The galaxy under study, known to the researchers as J1354, is about 900 million light-years from Earth.

The team, led by University of Colorado Boulder researchers, was fortunate to catch the black hole in the act, as the action has rarely been seen before as a result of gas feeding.

The black hole of SDSS J1354+1327 is particularly well fed: cosmic gas is being spewed out by a nearby galaxy, which flows in part into SDSS J1354+1327, and straight into the black hole's hungry mouth. While these two events are thought to have happened some 100,000 years apart, that's actually an incredibly short period of time when we're talking about black hole activity. These supermassive black holes are million times heavier than the Sun and scientists consider that these holes are in the centre of every galaxy.

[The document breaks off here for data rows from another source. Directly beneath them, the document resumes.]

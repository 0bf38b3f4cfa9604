//! Organizations and their config group form.

use crate::error::{Error, Result};
use chanconf_msp::Msp;
use chanconf_tree::payload::{AnchorPeer, AnchorPeers, OrdererAddresses};
use chanconf_tree::schema::{ADMINS_POLICY_KEY, ANCHOR_PEERS_KEY, ENDPOINTS_KEY, MSP_KEY};
use chanconf_tree::{ConfigGroup, ConfigPolicy, Policy, Scope, ValuePayload};
use std::collections::BTreeMap;
use std::fmt;
use std::str::FromStr;

/// A `host:port` network address.
#[derive(Debug, Clone, PartialEq, Eq, Hash)]
pub struct Address {
    pub host: String,
    pub port: u32,
}

impl Address {
    pub fn new(host: impl Into<String>, port: u32) -> Self {
        Self {
            host: host.into(),
            port,
        }
    }
}

impl fmt::Display for Address {
    fn fmt(&self, f: &mut fmt::Formatter<'_>) -> fmt::Result {
        write!(f, "{}:{}", self.host, self.port)
    }
}

impl FromStr for Address {
    type Err = Error;

    fn from_str(s: &str) -> Result<Self> {
        let invalid = || Error::Validation(format!("address must be host:port, got {s:?}"));
        let (host, port) = s.rsplit_once(':').ok_or_else(invalid)?;
        if host.is_empty() {
            return Err(invalid());
        }
        Ok(Self::new(host, port.parse().map_err(|_| invalid())?))
    }
}

impl From<AnchorPeer> for Address {
    fn from(peer: AnchorPeer) -> Self {
        Self::new(peer.host, peer.port)
    }
}

impl From<&Address> for AnchorPeer {
    fn from(address: &Address) -> Self {
        Self {
            host: address.host.clone(),
            port: address.port,
        }
    }
}

/// Where an organization sits in the channel hierarchy.
#[derive(Debug, Clone, Copy, PartialEq, Eq)]
pub(crate) enum OrgKind {
    Application,
    Orderer,
    Consortium,
}

impl OrgKind {
    pub(crate) fn scope(self) -> Scope {
        match self {
            Self::Application => Scope::ApplicationOrg,
            Self::Orderer => Scope::OrdererOrg,
            Self::Consortium => Scope::ConsortiumOrg,
        }
    }
}

/// A member organization: its policies, MSP and network addresses.
///
/// Application orgs may carry anchor peers, orderer orgs may carry orderer
/// endpoints; consortium orgs carry neither.
#[derive(Debug, Clone, PartialEq, Eq, Default)]
pub struct Organization {
    pub name: String,
    pub policies: BTreeMap<String, Policy>,
    pub msp: Option<Msp>,
    pub anchor_peers: Vec<Address>,
    pub orderer_endpoints: Vec<Address>,
}

impl Organization {
    pub fn new(name: impl Into<String>) -> Self {
        Self {
            name: name.into(),
            ..Self::default()
        }
    }

    pub fn with_policy(mut self, name: impl Into<String>, policy: Policy) -> Self {
        self.policies.insert(name.into(), policy);
        self
    }

    pub fn with_msp(mut self, msp: Msp) -> Self {
        self.msp = Some(msp);
        self
    }

    /// Build the org's config group. The group and every policy use the
    /// `Admins` mod policy.
    pub(crate) fn to_group(&self, kind: OrgKind) -> Result<ConfigGroup> {
        if self.name.trim().is_empty() {
            return Err(Error::Validation("organization name is empty".to_string()));
        }
        if kind != OrgKind::Application && !self.anchor_peers.is_empty() {
            return Err(Error::Validation(format!(
                "only application orgs carry anchor peers, {} is not one",
                self.name
            )));
        }
        if kind != OrgKind::Orderer && !self.orderer_endpoints.is_empty() {
            return Err(Error::Validation(format!(
                "only orderer orgs carry endpoints, {} is not one",
                self.name
            )));
        }

        let scope = kind.scope();
        let mut group = ConfigGroup::new(ADMINS_POLICY_KEY);
        for (name, policy) in &self.policies {
            group.insert_policy(name, ConfigPolicy::new(ADMINS_POLICY_KEY, policy.clone()))?;
        }
        if let Some(msp) = &self.msp {
            group.set_payload(
                scope,
                MSP_KEY,
                &ValuePayload::Msp(Box::new(msp.clone())),
                ADMINS_POLICY_KEY,
            )?;
        }
        if !self.anchor_peers.is_empty() {
            let peers = AnchorPeers {
                anchor_peers: self.anchor_peers.iter().map(AnchorPeer::from).collect(),
            };
            group.set_payload(scope, ANCHOR_PEERS_KEY, &ValuePayload::AnchorPeers(peers), ADMINS_POLICY_KEY)?;
        }
        if !self.orderer_endpoints.is_empty() {
            let endpoints = OrdererAddresses {
                addresses: self.orderer_endpoints.iter().map(Address::to_string).collect(),
            };
            group.set_payload(scope, ENDPOINTS_KEY, &ValuePayload::Endpoints(endpoints), ADMINS_POLICY_KEY)?;
        }
        Ok(group)
    }

    /// Read an org back from its config group. Placeholder values read as
    /// absent.
    pub(crate) fn from_group(name: &str, group: &ConfigGroup, kind: OrgKind) -> Result<Self> {
        let scope = kind.scope();
        let msp = match optional_payload(group, scope, MSP_KEY)? {
            Some(payload) => Some(*payload.into_msp()?),
            None => None,
        };

        let mut org = Self {
            name: name.to_string(),
            policies: group.policy_bodies(),
            msp,
            ..Self::default()
        };
        match kind {
            OrgKind::Application => {
                if let Some(payload) = optional_payload(group, scope, ANCHOR_PEERS_KEY)? {
                    org.anchor_peers = payload
                        .into_anchor_peers()?
                        .anchor_peers
                        .into_iter()
                        .map(Address::from)
                        .collect();
                }
            }
            OrgKind::Orderer => {
                if let Some(payload) = optional_payload(group, scope, ENDPOINTS_KEY)? {
                    org.orderer_endpoints = parse_addresses(payload.into_endpoints()?)?;
                }
            }
            OrgKind::Consortium => {}
        }
        Ok(org)
    }
}

/// Payload at `key`, or `None` when the value is absent or a placeholder.
pub(crate) fn optional_payload(
    group: &ConfigGroup,
    scope: Scope,
    key: &str,
) -> Result<Option<ValuePayload>> {
    if !group.values.contains_key(key) {
        return Ok(None);
    }
    Ok(group.payload(scope, key)?)
}

pub(crate) fn parse_addresses(addresses: OrdererAddresses) -> Result<Vec<Address>> {
    addresses.addresses.iter().map(|a| a.parse()).collect()
}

Ms Comerford explained: "Theory predicted that black holes should flicker on and off very quickly and this galaxy's evidence of black holes does flicker on timescales of 100,000 years - which is long in human timescales, but in cosmological timescales is very fast".

A paper on the subject was published in a recent issue of The Astrophysical Journal. For comparison, one light-year is roughly six trillion miles.

The Hubble Space Telescope and the Chandra X-ray Observatory, along with observatories in Hawaii and New Mexico, were used to make the observation. The Apache Point facility is owned by the Astrophysical Research Consortium, a group of 10 US research institutions that includes CU Boulder.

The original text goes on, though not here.